Published This article is more than 2 years old.

The numbers: Drug retail chain CVS Caremark beat analyst estimates, reporting a higher net income of $956 million on revenue of $30.76 billion. CVS shares were up by about 1.2% today.

What’s interesting: A harsher flu season and a boost in generic drug profitability were good news for CVS. Still, the company decided to narrow its earnings forecast because of the mandatory US federal budget cuts known as sequestration. Those cutbacks have hurt spending on drugs through the Medicare health care program for senior citizens, which will hurt CVS.

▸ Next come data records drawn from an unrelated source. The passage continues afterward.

//! Typed provisioning errors.
//!
//! All variants implement `thiserror::Error` and convert to `anyhow::Error`
//! via the `?` operator. Provider-operation failures travel as plain
//! `anyhow` errors with context attached at the call site; only the
//! failures the orchestrator and tests must discriminate get a variant here.

use thiserror::Error;

/// Fatal failures raised by the orchestrator and its polling loops.
#[derive(Debug, Error)]
pub enum ProvisionError {
    /// A bounded-retry loop spent its whole time budget.
    #[error("Timeout waiting for {purpose} after {attempts} attempts")]
    DeadlineExceeded { purpose: String, attempts: u32 },

    /// No candidate login produced a live SSH session.
    ///
    /// Carries the deadline expiry as its source when the poll timed out;
    /// when every candidate was rejected outright there is no source.
    #[error("Unable to log in to {address} via SSH (tried: {tried})")]
    UnreachableHost {
        address: String,
        tried: String,
        #[source]
        source: Option<Box<ProvisionError>>,
    },

    /// The configuration-management runner exited non-zero.
    #[error("Ansible runner failed with status {status}")]
    BootstrapRunnerFailed { status: i32 },
}
//! Bounded-retry timer shared by every polling loop.

use std::time::Duration;

use tokio::time::Instant;

use crate::error::ProvisionError;

/// Delay imposed between successive attempts.
pub const RETRY_DELAY: Duration = Duration::from_secs(2);

/// Issues numbered attempt tokens until a total time budget is spent.
///
/// The first token is issued immediately; every later token is preceded by
/// [`RETRY_DELAY`]. Once the budget has elapsed,
/// [`next_attempt`](RetryTimer::next_attempt) yields
/// [`ProvisionError::DeadlineExceeded`] carrying the purpose label and the
/// number of attempts made. Construct a fresh timer per polling loop;
/// timers are never shared or reused.
pub struct RetryTimer {
    purpose: String,
    deadline: Instant,
    attempts: u32,
}

impl RetryTimer {
    #[must_use]
    pub fn new(budget: Duration, purpose: impl Into<String>) -> Self {
        Self {
            purpose: purpose.into(),
            deadline: Instant::now() + budget,
            attempts: 0,
        }
    }

    /// Obtain the next attempt token, waiting out the inter-attempt delay
    /// first.
    ///
    /// # Errors
    ///
    /// Returns [`ProvisionError::DeadlineExceeded`] once the budget is
    /// spent.
    pub async fn next_attempt(&mut self) -> Result<u32, ProvisionError> {
        if self.attempts > 0 {
            tokio::time::sleep(RETRY_DELAY).await;
        }
        if Instant::now() >= self.deadline {
            return Err(self.deadline_exceeded());
        }
        self.attempts += 1;
        Ok(self.attempts)
    }

    /// Number of tokens issued so far.
    #[must_use]
    pub fn attempts(&self) -> u32 {
        self.attempts
    }

    /// The deadline failure for this timer's purpose label.
    #[must_use]
    pub fn deadline_exceeded(&self) -> ProvisionError {
        ProvisionError::DeadlineExceeded {
            purpose: self.purpose.clone(),
            attempts: self.attempts,
        }
    }
}
//! Cloud provider data model and port.
//!
//! The port is the interface the orchestrator provisions through; the
//! production implementation lives in [`crate::openstack`], and tests
//! supply call-recording doubles.

use std::time::Duration;

use anyhow::Result;
use serde::Deserialize;

/// A compute flavor from the provider catalog.
#[derive(Debug, Clone, Deserialize)]
pub struct Flavor {
    #[serde(rename = "ID")]
    pub id: String,
    #[serde(rename = "Name")]
    pub name: String,
}

/// A bootable image from the provider catalog.
#[derive(Debug, Clone, Deserialize)]
pub struct Image {
    #[serde(rename = "ID")]
    pub id: String,
    #[serde(rename = "Name")]
    pub name: String,
}

/// Parameters for a create-server call. Struct-based to avoid breaking
/// test doubles on future parameter additions.
pub struct ServerSpec<'a> {
    pub name: &'a str,
    pub image_id: &'a str,
    pub flavor_id: &'a str,
    /// Provider-side keypair whose public half is injected at boot.
    pub key_name: &'a str,
    pub network: Option<&'a str>,
    pub availability_zone: Option<&'a str>,
    pub config_drive: bool,
    pub boot_from_volume: bool,
    /// Boot volume size in GB; only meaningful with `boot_from_volume`.
    pub volume_size: &'a str,
    /// UUID of an existing volume to attach at boot.
    pub volume: Option<&'a str>,
    /// Provider-side creation wait, passed through unchanged.
    pub timeout: Duration,
}

/// A created server as reported by the provider.
#[derive(Debug, Clone, Default)]
pub struct ServerDetails {
    pub id: String,
    pub name: String,
    pub public_v4: String,
    /// Empty when the provider assigned no IPv6 address.
    pub public_v6: String,
    /// Address the bootstrap run reaches the host on.
    pub interface_ip: String,
    pub status: String,
}

/// Cloud provider operations used by the orchestrator and the CLI layer.
#[allow(async_fn_in_trait)]
pub trait CloudProvider {
    /// Find a flavor by name or name substring.
    async fn get_flavor(&self, name: &str) -> Result<Option<Flavor>>;
    /// Full flavor catalog, for the lookup-miss listing.
    async fn list_flavors(&self) -> Result<Vec<Flavor>>;
    /// Find an image by name, skipping names containing `exclude`.
    async fn get_image(&self, name: &str, exclude: &str) -> Result<Option<Image>>;
    /// Full image catalog, for the lookup-miss listing.
    async fn list_images(&self) -> Result<Vec<Image>>;
    /// Register the public half of a keypair under `name`.
    async fn create_keypair(&self, name: &str, public_key: &str) -> Result<()>;
    /// Remove a registered keypair.
    async fn delete_keypair(&self, name: &str) -> Result<()>;
    /// Create a server and block until the provider reports it ready.
    async fn create_server(&self, spec: &ServerSpec<'_>) -> Result<ServerDetails>;
    /// Delete a server; `delete_ips` also releases its floating addresses.
    async fn delete_server(&self, id: &str, delete_ips: bool) -> Result<()>;
}

/// Resolve `wanted` against a catalog: an exact name match wins, otherwise
/// the first substring match in name-sorted order. Deterministic across
/// runs with identical catalogs.
pub fn select_by_name<T>(
    mut items: Vec<T>,
    wanted: &str,
    name_of: impl Fn(&T) -> &str,
) -> Option<T> {
    items.sort_by(|a, b| name_of(a).cmp(name_of(b)));
    if let Some(pos) = items.iter().position(|item| name_of(item) == wanted) {
        return Some(items.swap_remove(pos));
    }
    items.into_iter().find(|item| name_of(item).contains(wanted))
}
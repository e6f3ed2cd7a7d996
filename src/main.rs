//! launch-node — provision one cloud node and bootstrap it with Ansible.

use std::process::ExitCode;

use clap::Parser;

use launch_cli::cli::LaunchArgs;

#[tokio::main]
async fn main() -> ExitCode {
    let args = LaunchArgs::parse();
    match args.run().await {
        Ok(code) => code,
        Err(e) => {
            eprintln!("Error: {e:#}");
            ExitCode::FAILURE
        }
    }
}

The takeaway: Consolidation in the drug store space has been active, and CVS’s earnings forecast shows the sector is still facing some pressure. Just last year, Walgreens bought a 45% stake in European counterpart Alliance Boots. Two years earlier, Walgreens bought Duane Reade, a chain based in New York. The ultimate deal in this space would be a tie-up between CVS and Walgreens. Part of the thinking is that it would give them more bargaining power over pharmacy benefit managers, which administer prescription drug programs. CVS had looked last year at acquiring Walgreens, which wasn’t interested, sources say. CVS declined to comment. But one possibility that remains is an acquisition of the smaller Rite Aid, which is often rumored to be an acquisition target.